Stored items:

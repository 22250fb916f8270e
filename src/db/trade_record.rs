//! Trade record persistence
//!
//! One row per exchange order id. Partial fills refresh the row until the
//! order completes; after that it never changes.

use chrono::{DateTime, TimeZone, Utc};
use rusqlite::{params, Connection, OptionalExtension, Row};
use rust_decimal::Decimal;
use serde::{Deserialize, Serialize};
use std::str::FromStr;
use std::sync::{Arc, Mutex};

use super::lock;
use crate::error::{TradingError, TradingResult};
use crate::types::{Order, OrderStatus, Side};

#[derive(Debug, Clone, PartialEq, Serialize, Deserialize)]
pub struct TradeRecord {
    /// Exchange order id
    pub id: String,
    pub run_id: Option<String>,
    pub pair: String,
    pub side: Side,
    pub quantity: Decimal,
    pub price: Decimal,
    pub fee: Decimal,
    pub fee_currency: String,
    pub settled_at: DateTime<Utc>,
    pub filled: bool,
}

impl TradeRecord {
    /// Build a record from an order with a non-zero executed quantity
    pub fn from_order(order: &Order, run_id: Option<&str>) -> Option<Self> {
        if order.executed_qty <= Decimal::ZERO {
            return None;
        }
        Some(TradeRecord {
            id: order.id.to_string(),
            run_id: run_id.map(str::to_string),
            pair: order.pair.clone(),
            side: order.side,
            quantity: order.executed_qty,
            price: order.fill_price(),
            fee: order.fee,
            fee_currency: order.fee_currency.clone(),
            settled_at: order.updated_at,
            filled: order.status == OrderStatus::Filled,
        })
    }

    fn from_row(row: &Row) -> rusqlite::Result<Self> {
        let side: String = row.get(3)?;
        let settled_ms: i64 = row.get(8)?;
        Ok(TradeRecord {
            id: row.get(0)?,
            run_id: row.get(1)?,
            pair: row.get(2)?,
            side: Side::from_string(&side).ok_or_else(|| conversion_error(3, &side))?,
            quantity: decimal_column(row, 4)?,
            price: decimal_column(row, 5)?,
            fee: decimal_column(row, 6)?,
            fee_currency: row.get(7)?,
            settled_at: Utc
                .timestamp_millis_opt(settled_ms)
                .single()
                .ok_or_else(|| conversion_error(8, &settled_ms.to_string()))?,
            filled: row.get::<_, i64>(9)? != 0,
        })
    }
}

fn decimal_column(row: &Row, idx: usize) -> rusqlite::Result<Decimal> {
    let text: String = row.get(idx)?;
    Decimal::from_str(&text).map_err(|_| conversion_error(idx, &text))
}

fn conversion_error(idx: usize, value: &str) -> rusqlite::Error {
    rusqlite::Error::FromSqlConversionFailure(
        idx,
        rusqlite::types::Type::Text,
        format!("unexpected value '{}'", value).into(),
    )
}

#[derive(Debug, Clone, Copy, PartialEq, Eq)]
pub enum UpsertOutcome {
    Inserted,
    Updated,
    /// Row already marked filled; nothing written
    Frozen,
}

pub trait TradeStore: Send + Sync {
    fn upsert(&self, record: &TradeRecord) -> TradingResult<UpsertOutcome>;

    /// Records of one side, oldest settlement first (ties by id)
    fn list(&self, pair: &str, side: Side) -> TradingResult<Vec<TradeRecord>>;

    fn get(&self, id: &str) -> TradingResult<Option<TradeRecord>>;
}

const SELECT_COLUMNS: &str = "SELECT id, run_id, pair, side, quantity, price, fee, fee_currency, settled_at, filled
     FROM trade_records";

#[derive(Clone)]
pub struct SqliteTradeStore {
    conn: Arc<Mutex<Connection>>,
}

impl SqliteTradeStore {
    pub fn new(conn: Arc<Mutex<Connection>>) -> Self {
        Self { conn }
    }
}

impl TradeStore for SqliteTradeStore {
    fn upsert(&self, record: &TradeRecord) -> TradingResult<UpsertOutcome> {
        let conn = lock(&self.conn)?;

        let existing: Option<i64> = conn
            .query_row(
                "SELECT filled FROM trade_records WHERE id = ?1",
                params![record.id],
                |row| row.get(0),
            )
            .optional()?;

        let outcome = match existing {
            Some(filled) if filled != 0 => return Ok(UpsertOutcome::Frozen),
            Some(_) => UpsertOutcome::Updated,
            None => UpsertOutcome::Inserted,
        };

        conn.execute(
            "INSERT INTO trade_records (
                id, run_id, pair, side, quantity, price, fee, fee_currency, settled_at, filled
            ) VALUES (?1, ?2, ?3, ?4, ?5, ?6, ?7, ?8, ?9, ?10)
            ON CONFLICT(id) DO UPDATE SET
                quantity = excluded.quantity,
                price = excluded.price,
                fee = excluded.fee,
                fee_currency = excluded.fee_currency,
                settled_at = excluded.settled_at,
                filled = excluded.filled
            WHERE trade_records.filled = 0",
            params![
                record.id,
                record.run_id,
                record.pair,
                record.side.to_string(),
                record.quantity.to_string(),
                record.price.to_string(),
                record.fee.to_string(),
                record.fee_currency,
                record.settled_at.timestamp_millis(),
                record.filled as i64,
            ],
        )?;

        Ok(outcome)
    }

    fn list(&self, pair: &str, side: Side) -> TradingResult<Vec<TradeRecord>> {
        let conn = lock(&self.conn)?;
        let mut stmt = conn.prepare(&format!(
            "{} WHERE pair = ?1 AND side = ?2 ORDER BY settled_at ASC, id ASC",
            SELECT_COLUMNS
        ))?;
        let rows = stmt.query_map(params![pair, side.to_string()], |row| TradeRecord::from_row(row))?;
        rows.collect::<rusqlite::Result<Vec<_>>>()
            .map_err(TradingError::from)
    }

    fn get(&self, id: &str) -> TradingResult<Option<TradeRecord>> {
        let conn = lock(&self.conn)?;
        let mut stmt = conn.prepare(&format!("{} WHERE id = ?1", SELECT_COLUMNS))?;
        let record = stmt
            .query_row(params![id], |row| TradeRecord::from_row(row))
            .optional()?;
        Ok(record)
    }
}

#[cfg(test)]
mod tests {
    use super::*;
    use crate::db::Database;
    use rust_decimal_macros::dec;

    fn record(id: &str, qty: Decimal, filled: bool) -> TradeRecord {
        TradeRecord {
            id: id.to_string(),
            run_id: None,
            pair: "btc_twd".to_string(),
            side: Side::Buy,
            quantity: qty,
            price: dec!(100),
            fee: dec!(0.1),
            fee_currency: "twd".to_string(),
            settled_at: Utc.timestamp_millis_opt(1_700_000_000_000).single().unwrap(),
            filled,
        }
    }

    #[test]
    fn test_partial_then_filled_then_frozen() {
        let db = Database::new_in_memory().unwrap();
        let store = db.trade_store();

        assert_eq!(store.upsert(&record("1", dec!(0.2), false)).unwrap(), UpsertOutcome::Inserted);
        assert_eq!(store.upsert(&record("1", dec!(0.5), true)).unwrap(), UpsertOutcome::Updated);
        assert_eq!(store.upsert(&record("1", dec!(0.9), true)).unwrap(), UpsertOutcome::Frozen);

        let stored = store.get("1").unwrap().unwrap();
        assert_eq!(stored.quantity, dec!(0.5));
        assert!(stored.filled);
    }

    #[test]
    fn test_list_orders_by_settlement_then_id() {
        let db = Database::new_in_memory().unwrap();
        let store = db.trade_store();

        let mut late = record("a", dec!(1), true);
        late.settled_at = late.settled_at + chrono::Duration::seconds(10);
        store.upsert(&late).unwrap();
        store.upsert(&record("c", dec!(1), true)).unwrap();
        store.upsert(&record("b", dec!(1), true)).unwrap();

        let ids: Vec<String> = store
            .list("btc_twd", Side::Buy)
            .unwrap()
            .into_iter()
            .map(|r| r.id)
            .collect();
        assert_eq!(ids, vec!["b", "c", "a"]);
        assert!(store.list("btc_twd", Side::Sell).unwrap().is_empty());
    }
}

## WORK INSTRUCTIONS
Find the line containing "let ids: Vec<String> = store" in the data above. Please transcribe it and every line after it, exactly.

## SOLUTION
        let ids: Vec<String> = store
            .list("btc_twd", Side::Buy)
            .unwrap()
            .into_iter()
            .map(|r| r.id)
            .collect();
        assert_eq!(ids, vec!["b", "c", "a"]);
        assert!(store.list("btc_twd", Side::Sell).unwrap().is_empty());
    }
}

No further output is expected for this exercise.